Coling 2000 Tutorial Announcement
NLP deals with linguistic data. An increasing number of text or speech corpora are available, which makes it possible to carry out empirical and statistical linguistic research, work out terminologies, develop and test systems. However, the data must be in a format that allows easy use and exchange, regardless of the computer system in use. On the other hand, translation tools are becoming mature. Still, it is not easy to transfer data from one system to another, whether these are terminological data, a translation memory, or the lexical data coded for an MT system. The situation is even worse when one seeks to transfer data between heterogeneous systems : a terminological DB and the dictionary of an MT system (or vice versa).

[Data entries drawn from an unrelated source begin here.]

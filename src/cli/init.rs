//! Installs or removes the coc PreToolUse hook in Claude Code settings.
//!
//! Settings live at `$HOME/.claude/settings.json`. Both directions are
//! idempotent, preserve unknown keys, and write the file atomically via
//! temp-file + rename.

use std::path::{Path, PathBuf};

use anyhow::{bail, Context, Result};
use serde_json::{json, Map, Value};

/// The hook command entry installed under `hooks.PreToolUse`.
const HOOK_COMMAND: &str = "coc hook";

/// Runs `coc init` or `coc init --uninstall`.
pub fn run(uninstall: bool) -> Result<()> {
    let settings_path = settings_path()?;
    if uninstall {
        uninstall_hook(&settings_path)
    } else {
        install_hook(&settings_path)
    }
}

fn settings_path() -> Result<PathBuf> {
    let home = std::env::var_os("HOME").context("failed to find home directory")?;
    Ok(PathBuf::from(home).join(".claude").join("settings.json"))
}

fn install_hook(settings_path: &Path) -> Result<()> {
    let data = match std::fs::read(settings_path) {
        Ok(data) => data,
        Err(err) if err.kind() == std::io::ErrorKind::NotFound => b"{}".to_vec(),
        Err(err) => return Err(err).context("failed to read settings.json"),
    };

    let result = add_hook_to_settings(&data)?;

    // Idempotency check: normalize the input through the same pretty-printer
    // and compare canonical forms.
    if let Ok(normalized) = normalize_json(&data) {
        if normalized == result {
            println!("coc hook already installed in ~/.claude/settings.json");
            return Ok(());
        }
    }

    write_settings(settings_path, &result)?;
    println!("coc hook installed in ~/.claude/settings.json");
    Ok(())
}

fn uninstall_hook(settings_path: &Path) -> Result<()> {
    let data = match std::fs::read(settings_path) {
        Ok(data) => data,
        Err(err) if err.kind() == std::io::ErrorKind::NotFound => {
            println!("coc hook not found, nothing to remove");
            return Ok(());
        }
        Err(err) => return Err(err).context("failed to read settings.json"),
    };

    let (result, removed) = remove_hook_from_settings(&data)?;

    if !removed {
        println!("coc hook not found, nothing to remove");
        return Ok(());
    }

    write_settings(settings_path, &result)?;
    println!("coc hook removed from ~/.claude/settings.json");
    Ok(())
}

/// Re-serializes JSON into the canonical pretty-printed form used by
/// [`add_hook_to_settings`], for byte-for-byte comparison.
fn normalize_json(data: &[u8]) -> Result<String> {
    let value: Value = serde_json::from_slice(data)?;
    Ok(serde_json::to_string_pretty(&value)?)
}

/// Atomically writes settings via temp-file + rename, with a trailing newline.
fn write_settings(path: &Path, data: &str) -> Result<()> {
    if let Some(dir) = path.parent() {
        std::fs::create_dir_all(dir).context("failed to create directory")?;
    }

    let mut contents = data.to_string();
    if !contents.ends_with('\n') {
        contents.push('\n');
    }

    let tmp_path = path.with_extension("json.tmp");
    std::fs::write(&tmp_path, &contents).context("failed to write temp settings")?;
    if let Err(err) = std::fs::rename(&tmp_path, path) {
        let _ = std::fs::remove_file(&tmp_path);
        return Err(err).context("failed to update settings");
    }
    Ok(())
}

/// Returns true when the entry is a `{"type": "command", "command": "coc hook"}` hook.
fn is_coc_hook(entry: &Value) -> bool {
    entry.get("type").and_then(Value::as_str) == Some("command")
        && entry.get("command").and_then(Value::as_str) == Some(HOOK_COMMAND)
}

/// Adds the coc hook to the settings JSON if not already present. Pure, for
/// testability; unknown top-level keys pass through untouched.
pub(crate) fn add_hook_to_settings(input: &[u8]) -> Result<String> {
    if input.is_empty() {
        bail!("empty input");
    }

    let mut settings: Map<String, Value> =
        serde_json::from_slice(input).context("failed to parse JSON")?;

    let hooks = settings
        .entry("hooks".to_string())
        .or_insert_with(|| json!({}));
    let Some(hooks_map) = hooks.as_object_mut() else {
        bail!("hooks is not an object");
    };

    let pre_tool_use = hooks_map
        .entry("PreToolUse".to_string())
        .or_insert_with(|| json!([]));
    let Some(entries) = pre_tool_use.as_array_mut() else {
        bail!("hooks.PreToolUse is not an array");
    };

    let already_installed = entries.iter().any(|entry| {
        entry.get("matcher").and_then(Value::as_str) == Some("Bash")
            && entry
                .get("hooks")
                .and_then(Value::as_array)
                .is_some_and(|hooks| hooks.iter().any(is_coc_hook))
    });

    if !already_installed {
        entries.push(json!({
            "matcher": "Bash",
            "hooks": [{ "type": "command", "command": HOOK_COMMAND }],
        }));
    }

    Ok(serde_json::to_string_pretty(&Value::Object(settings))?)
}

/// Removes the coc hook from the settings JSON if present. Returns the
/// updated JSON and whether anything was removed. Pure, for testability.
pub(crate) fn remove_hook_from_settings(input: &[u8]) -> Result<(String, bool)> {
    if input.is_empty() {
        bail!("empty input");
    }

    let mut settings: Map<String, Value> =
        serde_json::from_slice(input).context("failed to parse JSON")?;

    let has_entries = settings
        .get("hooks")
        .and_then(|hooks| hooks.get("PreToolUse"))
        .and_then(Value::as_array)
        .is_some();
    if !has_entries {
        return Ok((serde_json::to_string_pretty(&Value::Object(settings))?, false));
    }

    let mut found = false;

    if let Some(entries) = settings
        .get_mut("hooks")
        .and_then(|hooks| hooks.get_mut("PreToolUse"))
        .and_then(Value::as_array_mut)
    {
        let mut new_entries: Vec<Value> = Vec::new();

        for mut entry in entries.drain(..) {
            let is_bash = entry.get("matcher").and_then(Value::as_str) == Some("Bash");
            if is_bash {
                if let Some(hooks) = entry.get_mut("hooks").and_then(Value::as_array_mut) {
                    let before = hooks.len();
                    hooks.retain(|hook| !is_coc_hook(hook));
                    if hooks.len() < before {
                        found = true;
                    }
                    // Drop the matcher entry once its hooks array empties.
                    if hooks.is_empty() {
                        continue;
                    }
                }
            }
            new_entries.push(entry);
        }

        *entries = new_entries;
    }

    Ok((serde_json::to_string_pretty(&Value::Object(settings))?, found))
}

#[cfg(test)]
mod tests {
    use super::*;

    fn parsed(json: &str) -> Value {
        serde_json::from_str(json).unwrap()
    }

    fn has_coc_hook(settings: &Value) -> bool {
        settings["hooks"]["PreToolUse"]
            .as_array()
            .is_some_and(|entries| {
                entries.iter().any(|entry| {
                    entry["matcher"] == "Bash"
                        && entry["hooks"]
                            .as_array()
                            .is_some_and(|hooks| hooks.iter().any(is_coc_hook))
                })
            })
    }

    #[test]
    fn add_to_empty_settings() {
        let result = add_hook_to_settings(b"{}").unwrap();
        let settings = parsed(&result);
        assert!(has_coc_hook(&settings));
    }

    #[test]
    fn add_preserves_unknown_keys() {
        let input = br#"{"model": "opus", "env": {"FOO": "bar"}, "hooks": {"PostToolUse": []}}"#;
        let result = add_hook_to_settings(input).unwrap();
        let settings = parsed(&result);

        assert!(has_coc_hook(&settings));
        assert_eq!(settings["model"], "opus");
        assert_eq!(settings["env"]["FOO"], "bar");
        assert!(settings["hooks"]["PostToolUse"].is_array());
    }

    #[test]
    fn add_is_idempotent() {
        let once = add_hook_to_settings(b"{}").unwrap();
        let twice = add_hook_to_settings(once.as_bytes()).unwrap();
        assert_eq!(once, twice);

        let settings = parsed(&twice);
        assert_eq!(settings["hooks"]["PreToolUse"].as_array().unwrap().len(), 1);
    }

    #[test]
    fn add_keeps_other_bash_hooks() {
        let input = br#"{
            "hooks": {
                "PreToolUse": [
                    {"matcher": "Bash", "hooks": [{"type": "command", "command": "other hook"}]}
                ]
            }
        }"#;
        let result = add_hook_to_settings(input).unwrap();
        let settings = parsed(&result);

        assert!(has_coc_hook(&settings));
        assert!(result.contains("other hook"));
    }

    #[test]
    fn add_rejects_bad_input() {
        assert!(add_hook_to_settings(b"").is_err());
        assert!(add_hook_to_settings(b"not json").is_err());
    }

    #[test]
    fn remove_round_trip() {
        let installed = add_hook_to_settings(b"{}").unwrap();
        let (removed, found) = remove_hook_from_settings(installed.as_bytes()).unwrap();

        assert!(found);
        let settings = parsed(&removed);
        assert!(!has_coc_hook(&settings));
        // The emptied matcher entry disappears entirely.
        assert_eq!(settings["hooks"]["PreToolUse"].as_array().unwrap().len(), 0);
    }

    #[test]
    fn remove_when_absent_reports_not_found() {
        let (_, found) = remove_hook_from_settings(b"{}").unwrap();
        assert!(!found);

        let (_, found) =
            remove_hook_from_settings(br#"{"hooks": {"PreToolUse": []}}"#).unwrap();
        assert!(!found);
    }

    #[test]
    fn remove_keeps_other_hooks_in_the_same_matcher() {
        let input = br#"{
            "hooks": {
                "PreToolUse": [
                    {"matcher": "Bash", "hooks": [
                        {"type": "command", "command": "coc hook"},
                        {"type": "command", "command": "other hook"}
                    ]}
                ]
            }
        }"#;
        let (result, found) = remove_hook_from_settings(input).unwrap();

        assert!(found);
        assert!(result.contains("other hook"));
        let settings = parsed(&result);
        assert_eq!(settings["hooks"]["PreToolUse"].as_array().unwrap().len(), 1);
    }

    #[test]
    fn remove_preserves_unknown_keys() {
        let installed =
            add_hook_to_settings(br#"{"model": "opus", "permissions": {"allow": ["Bash"]}}"#)
                .unwrap();
        let (result, found) = remove_hook_from_settings(installed.as_bytes()).unwrap();

        assert!(found);
        let settings = parsed(&result);
        assert_eq!(settings["model"], "opus");
        assert_eq!(settings["permissions"]["allow"][0], "Bash");
    }

    #[test]
    fn write_settings_is_atomic_and_newline_terminated() {
        let dir = tempfile::tempdir().unwrap();
        let path = dir.path().join(".claude").join("settings.json");

        write_settings(&path, "{\n  \"a\": 1\n}").unwrap();
        let contents = std::fs::read_to_string(&path).unwrap();
        assert!(contents.ends_with("}\n"));
        assert!(!path.with_extension("json.tmp").exists());
    }
}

SGML is designed precisely to facilitate the exchanges of textual data and give a system and application independent storage format. HTML is an application of SGML. The complexity of SGML has confined it to the industrial and academic worlds. XML offers a simplified and web-oriented version of SGML. This tutorial will first introduce the problem of exchanging data. It will be argued that the solution of this problem lies in a structured and layout-independent approach. The SGML and XML fundamentals will be explained, and their syntactic differences will be stressed.

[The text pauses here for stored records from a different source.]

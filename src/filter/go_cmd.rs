//! Filters for `go test` and `go build`/`go vet`/`go install`.

use once_cell::sync::Lazy;
use regex::Regex;

use super::{ends_with_newline, ensure_trailing_newline, is_subcommand, strip_ansi};
use super::{FilterResult, Strategy};

/// Go global flags that consume the next argument as a value.
const GO_VALUE_FLAGS: &[&str] = &["-C"];

// ---------------------------------------------------------------------------
// GoTestStrategy
// ---------------------------------------------------------------------------

/// Surfaces failures and summarizes passes in `go test` output.
pub struct GoTestStrategy;

static GO_TEST_RUN_RE: Lazy<Regex> = Lazy::new(|| Regex::new(r"^=== RUN\s+(\S+)").unwrap());
static GO_TEST_PASS_RE: Lazy<Regex> = Lazy::new(|| Regex::new(r"^--- PASS:\s").unwrap());
static GO_TEST_FAIL_RE: Lazy<Regex> = Lazy::new(|| Regex::new(r"^--- FAIL:\s").unwrap());
static GO_TEST_PAUSE_RE: Lazy<Regex> = Lazy::new(|| Regex::new(r"^=== PAUSE\s").unwrap());
static GO_TEST_CONT_RE: Lazy<Regex> = Lazy::new(|| Regex::new(r"^=== CONT\s").unwrap());
static GO_TEST_STANDALONE_FAIL_RE: Lazy<Regex> = Lazy::new(|| Regex::new(r"^FAIL$").unwrap());

fn is_package_summary(line: &str) -> bool {
    line.starts_with("ok  \t") || line.starts_with("FAIL\t") || line.starts_with("?   \t")
}

#[derive(Default)]
struct TestBlock {
    lines: Vec<String>,
    failed: bool,
}

impl Strategy for GoTestStrategy {
    fn name(&self) -> &'static str {
        "go-test"
    }

    fn can_handle(&self, command: &str, args: &[String]) -> bool {
        command == "go" && is_subcommand(args, "test", GO_VALUE_FLAGS)
    }

    fn reduce(&self, raw: &[u8], _command: &str, _args: &[String], exit_code: i32) -> FilterResult {
        let cleaned = strip_ansi(&String::from_utf8_lossy(raw)).into_owned();
        let had_trailing = ends_with_newline(&cleaned);

        let lines: Vec<&str> = cleaned.split('\n').collect();

        // Small output passes through.
        let pkg_count = lines.iter().filter(|line| is_package_summary(line)).count();
        if pkg_count <= 2 && lines.len() < 10 {
            return FilterResult { filtered: cleaned, was_reduced: false };
        }

        let mut summary_lines: Vec<&str> = Vec::new();
        let mut fail_blocks: Vec<TestBlock> = Vec::new();
        let mut current: Option<TestBlock> = None;
        let mut orphaned_lines: Vec<&str> = Vec::new();

        for line in &lines {
            if is_package_summary(line) || GO_TEST_STANDALONE_FAIL_RE.is_match(line) {
                summary_lines.push(line);
                continue;
            }

            // Test start. Flush a previous failing block first.
            if GO_TEST_RUN_RE.is_match(line) {
                if let Some(block) = current.take() {
                    if block.failed {
                        fail_blocks.push(block);
                    }
                }
                current = Some(TestBlock { lines: vec![line.to_string()], failed: false });
                continue;
            }

            if GO_TEST_PAUSE_RE.is_match(line) || GO_TEST_CONT_RE.is_match(line) {
                continue;
            }

            if GO_TEST_PASS_RE.is_match(line) {
                current = None;
                continue;
            }

            if GO_TEST_FAIL_RE.is_match(line) {
                if let Some(mut block) = current.take() {
                    block.failed = true;
                    block.lines.push(line.to_string());
                    fail_blocks.push(block);
                } else {
                    // A FAIL without a prior RUN is an orphan.
                    orphaned_lines.push(line);
                }
                continue;
            }

            // Plain output belongs to the open test block; otherwise it is an
            // orphan (compiler errors and the like).
            if let Some(block) = current.as_mut() {
                block.lines.push(line.to_string());
            } else if !line.trim().is_empty() {
                orphaned_lines.push(line);
            }
        }

        if let Some(block) = current.take() {
            if block.failed {
                fail_blocks.push(block);
            }
        }

        let mut out: Vec<String> = Vec::new();

        if exit_code == 0 {
            // Success: package summaries only.
            out.extend(summary_lines.iter().map(|line| line.to_string()));
            let passed_pkgs = summary_lines
                .iter()
                .filter(|line| line.starts_with("ok  \t") || line.starts_with("?   \t"))
                .count();
            out.push(format!("all tests passed ({passed_pkgs} packages)"));
        } else {
            // Failure: failing blocks, then orphans, then summaries.
            for block in &fail_blocks {
                out.extend(block.lines.iter().cloned());
            }
            out.extend(orphaned_lines.iter().map(|line| line.to_string()));
            out.extend(summary_lines.iter().map(|line| line.to_string()));
        }

        let filtered = ensure_trailing_newline(out.join("\n"), had_trailing);
        let was_reduced = filtered.len() < cleaned.len();
        FilterResult { filtered, was_reduced }
    }
}

// ---------------------------------------------------------------------------
// GoBuildStrategy
// ---------------------------------------------------------------------------

/// Keeps only compiler diagnostics from failing `go build`/`go vet`/`go install` runs.
pub struct GoBuildStrategy;

/// Matches compiler-style error lines: `file.go:line:col: message`.
static GO_BUILD_ERROR_RE: Lazy<Regex> = Lazy::new(|| Regex::new(r"^\S+\.go:\d+:\d+:").unwrap());

impl Strategy for GoBuildStrategy {
    fn name(&self) -> &'static str {
        "go-build"
    }

    fn can_handle(&self, command: &str, args: &[String]) -> bool {
        if command != "go" {
            return false;
        }
        is_subcommand(args, "build", GO_VALUE_FLAGS)
            || is_subcommand(args, "vet", GO_VALUE_FLAGS)
            || is_subcommand(args, "install", GO_VALUE_FLAGS)
    }

    fn reduce(&self, raw: &[u8], _command: &str, _args: &[String], exit_code: i32) -> FilterResult {
        let cleaned = strip_ansi(&String::from_utf8_lossy(raw)).into_owned();

        // Success output (usually empty) passes through.
        if exit_code == 0 {
            return FilterResult { filtered: cleaned, was_reduced: false };
        }

        let had_trailing = ends_with_newline(&cleaned);
        let lines: Vec<&str> = cleaned.split('\n').collect();

        let mut kept: Vec<&str> = Vec::new();
        let mut total_non_empty = 0usize;

        for line in &lines {
            if line.trim().is_empty() {
                continue;
            }
            total_non_empty += 1;

            if line.starts_with("# ") || GO_BUILD_ERROR_RE.is_match(line) {
                kept.push(line);
            }
        }

        // Nothing stripped means nothing gained.
        if kept.len() >= total_non_empty {
            return FilterResult { filtered: cleaned, was_reduced: false };
        }

        let filtered = ensure_trailing_newline(kept.join("\n"), had_trailing);
        FilterResult { filtered, was_reduced: true }
    }
}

We will then cover the applications which have been developed in the field of TLN. The TEI published in 1994 is a powerful and flexible DTD for the description of all types of texts. Various initiatives supplemented it for corpus markup (CES) or the exchange of terminological (MARTIF, GENETER) and lexical data (OLIF). It is a XML DTD which is used for the exchange of translation memories. Other projects aim at the integration of tools and use either XML or SGML as a pivot (SALT, MULTIDOC). The conclusion is twofold: it is not because people agree on a description scheme that they agree on the content, but by facilitating the input, the storage and the exchange of data, markup standard formats allow the researchers to concentrate on what is essential: language.
Projects & DTDs
Herwijnen (E) 1990, Practical SGML, Kluwer Academic Publisher, 1990
I have been a researcher in the field of machine translation and in terminology. I have worked as SGML/XML consultant for a law publisher and then in projects involving the Belgian and the French governments. I'm currently involved in a PhD about the use of exchange standards in the field of NLP at the Free University of Brussels (ULB).
Nothing more than
a well structured mind and some mathematical and logical aptitudes.